On Good Days and Bad

 “O God, You are my God, earnestly I seek You; my soul thirsts for You, my body longs for You, in a dry and weary land where there is no water. I have seen You in the sanctuary and beheld Your power and Your glory. Because Your love is better than life, my lips will glorify You. I will praise You as long as I live, and in Your name I will lift up my hands. My soul will be satisfied as with the richest of foods; with singing lips my mouth will praise you.” Psalm 63:1-5

I had a sweet, gentle day on the two-year anniversary of Floyd’s passing. The missing him certainly doesn’t go away, but the pain of grief is so much less. It was really helpful to see that. Truly God brings healing and fresh grace to our wounded hearts.

I’ve been thinking recently how sometimes it’s easier to trust God for the big things rather than the little things. I’m not sure why that is.

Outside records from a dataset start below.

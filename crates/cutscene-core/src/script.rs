//! Script data model shared by the intro and field scenes.

use std::fmt;
use std::time::Duration;

use serde::{Deserialize, Serialize};

/// One of the two scripted participants of the field scene.
#[derive(Debug, Clone, Copy, PartialEq, Eq, Hash, Serialize, Deserialize)]
#[serde(rename_all = "camelCase")]
pub enum Actor {
    /// The player's guide, always enters first.
    Wizard,
    /// The "broken stream" monster, answers the wizard.
    Monster,
}

impl Actor {
    /// Returns the actor that speaks after this one.
    #[must_use]
    pub fn counterpart(self) -> Self {
        match self {
            Self::Wizard => Self::Monster,
            Self::Monster => Self::Wizard,
        }
    }
}

impl fmt::Display for Actor {
    fn fmt(&self, f: &mut fmt::Formatter<'_>) -> fmt::Result {
        f.write_str(match self {
            Self::Wizard => "wizard",
            Self::Monster => "monster",
        })
    }
}

/// One unit of intro story text with its own post-reveal pause.
#[derive(Debug, Clone, PartialEq, Eq)]
pub struct StoryPassage {
    /// Text revealed one character per tick.
    pub text: String,
    /// Pause after the last character before the next passage starts.
    pub reveal_delay: Duration,
}

impl StoryPassage {
    /// Creates a passage.
    #[must_use]
    pub fn new(text: impl Into<String>, reveal_delay: Duration) -> Self {
        Self {
            text: text.into(),
            reveal_delay,
        }
    }

    /// Number of ticks needed to reveal the whole passage.
    #[must_use]
    pub fn char_count(&self) -> usize {
        self.text.chars().count()
    }
}

/// A single full line spoken by an actor.
#[derive(Debug, Clone, PartialEq, Eq)]
pub struct DialogueLine {
    /// Who says the line.
    pub speaker: Actor,
    /// The line itself.
    pub text: String,
}

impl DialogueLine {
    /// Creates a line for `speaker`.
    #[must_use]
    pub fn new(speaker: Actor, text: impl Into<String>) -> Self {
        Self {
            speaker,
            text: text.into(),
        }
    }

    /// Builds the ordered lines of one actor from plain strings.
    #[must_use]
    pub fn for_actor<I, S>(speaker: Actor, lines: I) -> Vec<Self>
    where
        I: IntoIterator<Item = S>,
        S: Into<String>,
    {
        lines
            .into_iter()
            .map(|text| Self::new(speaker, text))
            .collect()
    }
}
//! Query handlers for script content.

use cutscene_core::content::ContentSource;
use cutscene_core::script::{Actor, StoryPassage};
use serde::Serialize;

/// Summary of the script being played.
#[derive(Debug, Clone, PartialEq, Eq, Serialize)]
pub struct ContentSummaryView {
    /// Where the script came from: `builtin` or a file path.
    pub source: String,
    /// SHA-256 of the script source, absent for the built-in script.
    pub version_hash: Option<String>,
    /// Number of intro passages.
    pub passage_count: usize,
    /// Characters typed across the intro.
    pub total_chars: usize,
    /// Number of wizard lines.
    pub wizard_lines: usize,
    /// Number of monster lines.
    pub monster_lines: usize,
}

/// Summarizes `content`.
#[must_use]
pub fn get_content_summary(
    content: &dyn ContentSource,
    source: &str,
    version_hash: Option<&str>,
) -> ContentSummaryView {
    let intro = content.intro_story();
    ContentSummaryView {
        source: source.to_owned(),
        version_hash: version_hash.map(str::to_owned),
        passage_count: intro.len(),
        total_chars: intro.iter().map(StoryPassage::char_count).sum(),
        wizard_lines: content.dialogue(Actor::Wizard).len(),
        monster_lines: content.dialogue(Actor::Monster).len(),
    }
}
//! Wall-clock abstraction used to stamp persisted state.

use chrono::{DateTime, Utc};

/// Source of the current wall-clock time.
///
/// Playback pacing never reads this; it only timestamps records such as a
/// saved character selection, so tests can pin the value.
pub trait Clock: Send + Sync {
    /// Returns the current time.
    fn now(&self) -> DateTime<Utc>;
}

/// Clock backed by the system time.
#[derive(Debug, Clone, Copy, Default)]
pub struct SystemClock;

impl Clock for SystemClock {
    fn now(&self) -> DateTime<Utc> {
        Utc::now()
    }
}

Maybe it’s because the big things are so much more noticeable. The little things can sneak in without our being aware of them.

Recently I’ve been facing both big and little things. It caught me off guard, but, when I noticed it, I immediately heard the Lord speaking sweetly to my heart that He could handle both at the same time. He is so awesome, capable, and faithful. And He wants us to bring everything to Him—big things, and even tiny, almost unnoticeable, things. I’ve been doing that, and have been receiving His grace for both.

I’ve also had some pretty rough days physically. I’d really appreciate your prayers. I need God’s healing touch in a fresh way.

On good days and on hard days—I lift my voice and hands in praise to our wonderful God!!

Lord, we continue to pray for Sally’s complete healing. Help us remember in our own lives that only You can satisfy our thirst for You, even when we are having the worst kind of day, or the best kind of day. Amen.